La Muerte y la Resiliencia

En menos de dos meses he tenido dos grandes perdidas: la de uno de mis mejores amigos a causa de un cáncer (https://lessahogo.org/el-duelo/) y la de una vecina que nos robó tanto el corazón, que le tomamos la palabra del apodo “abuelita Zulay”. 

Su muerte fue repentina, tanto que de 24 horas, al menos 18 sigo en shock. La ví por última vez un jueves en la tarde, estaba aparentemente perfecta. Saludo a “su nietecita” y en broma me dijo: “primero saluda a la nieta y luego a la mamá.” Conversamos sobre los planes para su despedida porque el 3 de noviembre “nos abandonaba” para irse 3 meses a visitar a su hija en Costa Rica. No nos pudimos despedir; el viernes nos abandonó para siempre, de la nada, de manera aún inexplicable. 

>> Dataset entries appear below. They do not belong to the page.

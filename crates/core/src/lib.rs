//! Core domain types, errors, and constants for `lesspress`.
//!
//! ## Key Components
//!
//! - **`errors`**: the primary `Error` enum and `Result` alias shared by every
//!   crate in the workspace.
//! - **`types`**: build configuration and the metadata snapshot recorded after
//!   each successful compile.
//! - **`constants`**: template file layout, cache keys and environment
//!   variable names.

pub mod constants;
pub mod errors;
pub mod types;

pub use self::{
    constants::*,
    errors::{Error, Result},
    types::*,
};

He vivido muchas muertes a lo largo de mi vida, cada una me ha hecho más fuerte y he aprendido a llevar una relación cada vez más sana con el duelo (también les hablé de eso –https://www.instagram.com/p/B0eF0vWnYNq/), pero si ha habido un catalizador en esta relación con el duelo ha sido mi hija. Por ella tengo que estar bien, pero sin prohibirme estar triste. En este post (https://www.instagram.com/p/B1UBaGenWn-/ ) les hable sobre mi postura al respecto. Me impresiona cómo he aprendido a reconocer mi tristeza una vez empiezo a sentirla, observarla pero sin perderme en ella, cómo me procuro espacios para llorar, pero también procuro espacios para retomar mi bienestar, por y para ella, y para y por mí.

Esto no solía ser así, al menos no cuando enfrenté la última muerte que fue la de mi primo -una muerte también abrupta-. En esa ocasión me enfermé de cosas que ni sabía que existían a tal gravedad que por primera vez en mi vida terminé hospitalizada por una enfermedad. 

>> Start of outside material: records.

//! End-to-end runs of the `lesspress` binary against a scratch site

use assert_cmd::Command;
use predicates::prelude::*;
use std::fs;
use std::path::{Path, PathBuf};
use tempfile::TempDir;

const OVERRIDES: &[&str] = &[
    "LESSPRESS_CONFIG",
    "LESSPRESS_TEMPLATES",
    "LESSPRESS_COMPILE",
    "LESSPRESS_FORCE",
    "LESSPRESS_GENERATE_SOURCEMAP",
    "LESSPRESS_GENERATE_UNCOMPRESSED",
    "LESSPRESS_LESSC",
];

struct Site {
    dir: TempDir,
}

impl Site {
    fn new(params: &str) -> Self {
        let dir = TempDir::new().unwrap();
        let less = dir.path().join("templates/protostar/less");
        fs::create_dir_all(&less).unwrap();
        fs::create_dir_all(dir.path().join("templates/protostar/css")).unwrap();
        fs::write(less.join("template.less"), ".a { color: red; }\n").unwrap();
        fs::write(
            dir.path().join("lesspress.json"),
            format!(r#"{{"site_root": ".", "cache_dir": "cache", "params": {params}}}"#),
        )
        .unwrap();
        Self { dir }
    }

    fn path(&self, rel: &str) -> PathBuf {
        self.dir.path().join(rel)
    }

    fn cmd(&self) -> Command {
        let mut cmd = Command::cargo_bin("lesspress").unwrap();
        for var in OVERRIDES {
            cmd.env_remove(var);
        }
        cmd.env("RUST_LOG", "warn")
            .arg("--config")
            .arg(self.path("lesspress.json"));
        cmd
    }
}

#[test]
fn clear_cache_succeeds_on_fresh_site() {
    let site = Site::new(r#"{"templates": ["protostar"]}"#);

    site.cmd()
        .arg("clear-cache")
        .assert()
        .success()
        .stdout(predicate::str::contains("Cache cleared"));
}

#[test]
fn status_reports_missing_metadata() {
    let site = Site::new(r#"{"templates": ["protostar"]}"#);

    site.cmd()
        .args(["status", "--template", "protostar"])
        .assert()
        .success()
        .stdout(predicate::str::contains("Configured:  yes"))
        .stdout(predicate::str::contains("stale (no metadata recorded)"))
        .stdout(predicate::str::contains("Tracked files: none"))
        .stdout(predicate::str::contains("missing"));
}

#[test]
fn render_unconfigured_template_changes_nothing() {
    let site = Site::new(r#"{"templates": ["beez3"]}"#);

    site.cmd()
        .args(["render", "--template", "protostar"])
        .assert()
        .success()
        .stdout(predicate::str::contains("<head>\n</head>"));

    assert!(!site.path("templates/protostar/css/template.min.css").exists());
}

#[test]
fn client_mode_render_serves_less() {
    let site = Site::new(r#"{"templates": ["protostar"], "compile": "less.js"}"#);
    let stale = site.path("templates/protostar/css/template.min.css");
    fs::write(&stale, ".a{color:blue}").unwrap();

    site.cmd()
        .args(["render", "--template", "protostar"])
        .assert()
        .success()
        .stdout(predicate::str::contains(
            r#"<link rel="stylesheet/less" href="/templates/protostar/less/template.less""#,
        ))
        .stdout(predicate::str::contains(
            r#"<script src="/media/plg_system_jless/js/less.min.js""#,
        ));

    assert!(!stale.exists());
}

#[test]
fn render_reads_body_file() {
    let site = Site::new(r#"{"templates": ["protostar"], "compile": "client"}"#);
    let body = site.path("page.html");
    fs::write(&body, "<html><head><title>Home</title></head><body>hi</body></html>").unwrap();

    site.cmd()
        .args(["render", "--template", "protostar", "--body"])
        .arg(&body)
        .assert()
        .success()
        .stdout(predicate::str::contains("<title>Home</title><link rel=\"stylesheet/less\""))
        .stdout(predicate::str::contains("<body>hi</body>"));
}

#[test]
fn admin_render_skips_build() {
    let site = Site::new(r#"{"templates": ["protostar"], "compile": "client"}"#);

    site.cmd()
        .args(["render", "--template", "protostar", "--admin"])
        .assert()
        .success()
        .stdout(predicate::str::contains("stylesheet").not());
}

#[cfg(unix)]
mod server {
    use super::*;
    use std::os::unix::fs::PermissionsExt;

    /// Emits fixed CSS, writes the map where asked and reports no imports
    const FAKE_LESSC: &str = r#"#!/bin/sh
if [ "$1" = "--depends" ]; then
  printf '%s:\n' "$3"
  exit 0
fi
for last in "$@"; do :; done
if grep -q '!!error' "$last"; then
  echo "ParseError: Unrecognised input in $last" >&2
  exit 1
fi
for arg in "$@"; do
  case "$arg" in
    --source-map=*) printf '{"version":3}' > "${arg#--source-map=}" ;;
  esac
done
printf '.a{color:red}'
"#;

    fn install_fake_lessc(dir: &Path) -> PathBuf {
        let path = dir.join("fake-lessc");
        fs::write(&path, FAKE_LESSC).unwrap();
        fs::set_permissions(&path, fs::Permissions::from_mode(0o755)).unwrap();
        path
    }

    #[test]
    fn server_render_publishes_then_reports_fresh() {
        let site = Site::new(r#"{"templates": ["protostar"]}"#);
        let lessc = install_fake_lessc(site.dir.path());

        site.cmd()
            .env("LESSPRESS_LESSC", &lessc)
            .args(["render", "--template", "protostar"])
            .assert()
            .success();

        assert_eq!(
            fs::read_to_string(site.path("templates/protostar/css/template.min.css")).unwrap(),
            ".a{color:red}"
        );
        assert!(site.path("templates/protostar/css/template.css.map").exists());

        site.cmd()
            .env("LESSPRESS_LESSC", &lessc)
            .args(["status", "--template", "protostar"])
            .assert()
            .success()
            .stdout(predicate::str::contains("State:       up to date"))
            .stdout(predicate::str::contains("Tracked files (1):"))
            .stdout(predicate::str::contains("template.less"));
    }

    #[test]
    fn server_render_failure_keeps_previous_css() {
        let site = Site::new(r#"{"templates": ["protostar"]}"#);
        let lessc = install_fake_lessc(site.dir.path());
        site.cmd()
            .env("LESSPRESS_LESSC", &lessc)
            .args(["render", "--template", "protostar"])
            .assert()
            .success();

        fs::write(site.path("templates/protostar/less/template.less"), ".a { !!error").unwrap();

        site.cmd()
            .env("LESSPRESS_LESSC", &lessc)
            .env("LESSPRESS_FORCE", "1")
            .args(["render", "--template", "protostar"])
            .assert()
            .failure()
            .stderr(predicate::str::contains("[error]"))
            .stderr(predicate::str::contains("ParseError"));

        assert_eq!(
            fs::read_to_string(site.path("templates/protostar/css/template.min.css")).unwrap(),
            ".a{color:red}"
        );
    }
}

Hoy, en contraste, he podido detenerme a observarme y saber cuándo estoy al borde del precipicio que lleva a un dolor profundo incontrolable. Me detengo a tiempo. Lloro, vivo el dolor, pero no me permito hacerme daño. Busco inspiración. No manteniendo la mente ocupada, esto no me sirve. Puedo hacer mil tareas del hogar, por ejemplo, pero entonces la mente da vueltas una y otra vez a la pérdida vs. cuando hago cosas que me gustan o me rodeo de personas positivas. 

Un ejemplo fue el día siguiente de la muerte de la abuelita Zulay: estaba en mi casa, lugar en el que tanto compartí con ella, y sentía que no podía parar de pensar. Veía el edificio gris, se sentía el vacío. Sabía que si me quedaba en casa me hundiría en la tristeza y no me podía permitir eso, así que me arreglé, me maquillé lo más que pude para tratar de tapar las horas de desvelo reflejadas en mis ojeras, combinados con ojos muy rojos e hinchados por llorar; me vestí guapa y salí: lo más maravilloso pasó. Diosito me puso en el camino a personas amorosas, alegres, simpáticas, a muchos bebés repletos de vida y muchas pero muchas risas. Endorfinas directo al corazón. ¡Me recargué!

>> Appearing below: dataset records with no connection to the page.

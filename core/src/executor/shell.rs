use std::process::Stdio;

use tokio::process::Command;

/// Shell program and the flag that makes it run a command string.
#[cfg(unix)]
pub fn platform_shell() -> (&'static str, &'static str) {
    ("sh", "-c")
}

#[cfg(not(unix))]
pub fn platform_shell() -> (&'static str, &'static str) {
    ("cmd", "/C")
}

/// Builds `<shell> <flag> <command>` with both output streams piped and no
/// stdin. The child is killed if the handle is dropped before it exits.
pub fn build_command(shell_override: Option<&str>, command: &str) -> (String, Command) {
    let (default_shell, flag) = platform_shell();
    let program = shell_override
        .map(str::trim)
        .filter(|s| !s.is_empty())
        .unwrap_or(default_shell)
        .to_string();

    let mut cmd = Command::new(&program);
    cmd.arg(flag)
        .arg(command)
        .stdin(Stdio::null())
        .stdout(Stdio::piped())
        .stderr(Stdio::piped())
        .kill_on_drop(true);

    (program, cmd)
}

Causalmente, me dijeron: abrázate y dite: GRACIAS, TE QUIERO, TE AMO, sin saber ni siquiera que yo estaba triste por algo (No lo demostré). Lo hice. Me dije: gracias por traerte hasta aquí y sacarte de la casa y de la tristeza. Gracias por cuidarte y procurar tu bienestar. Gracias por ponerte guapa después de tanto. Gracias por pensar en tu hija y ser tan buena mamá. Te quiero, TE AMO. 

La maternidad cambia la vida. A mi me cambió. Puedo decir que soy una mujer mucho más elevada, consciente, sana y responsable emocionalmente. Con fallas, claro, con aspectos que aún debo mejorar en otras áreas. Pero mi hija con tan sólo 4 meses ya me enseñó a cómo llevar no uno, sino dos duelos a la vez, sin perder el balance. Siendo capaz de sonreír y de levantarme con ánimos y fortaleza para continuar. De sentirme agradecida e infinitamente afortunada porque recibimos amor de estas personas tan mágicas que Diosito ya quería a su lado. Ya no me da miedo vivir el duelo, lo vivo, no sé si siempre será así, pero en este momento así ha sido, y entiendo que si alguna ventaja tiene vivirlo es el enseñarnos a honrar y a valorar la presencia y las enseñanzas de esas personas que ya no están por siempre, y a aprender a ser resiliente. No vivirlo significaría sumergirme en un espiral negativo que quizá no afecte ahora, pero sin duda, como toda herida abierta, en algún momento saldrá a flote.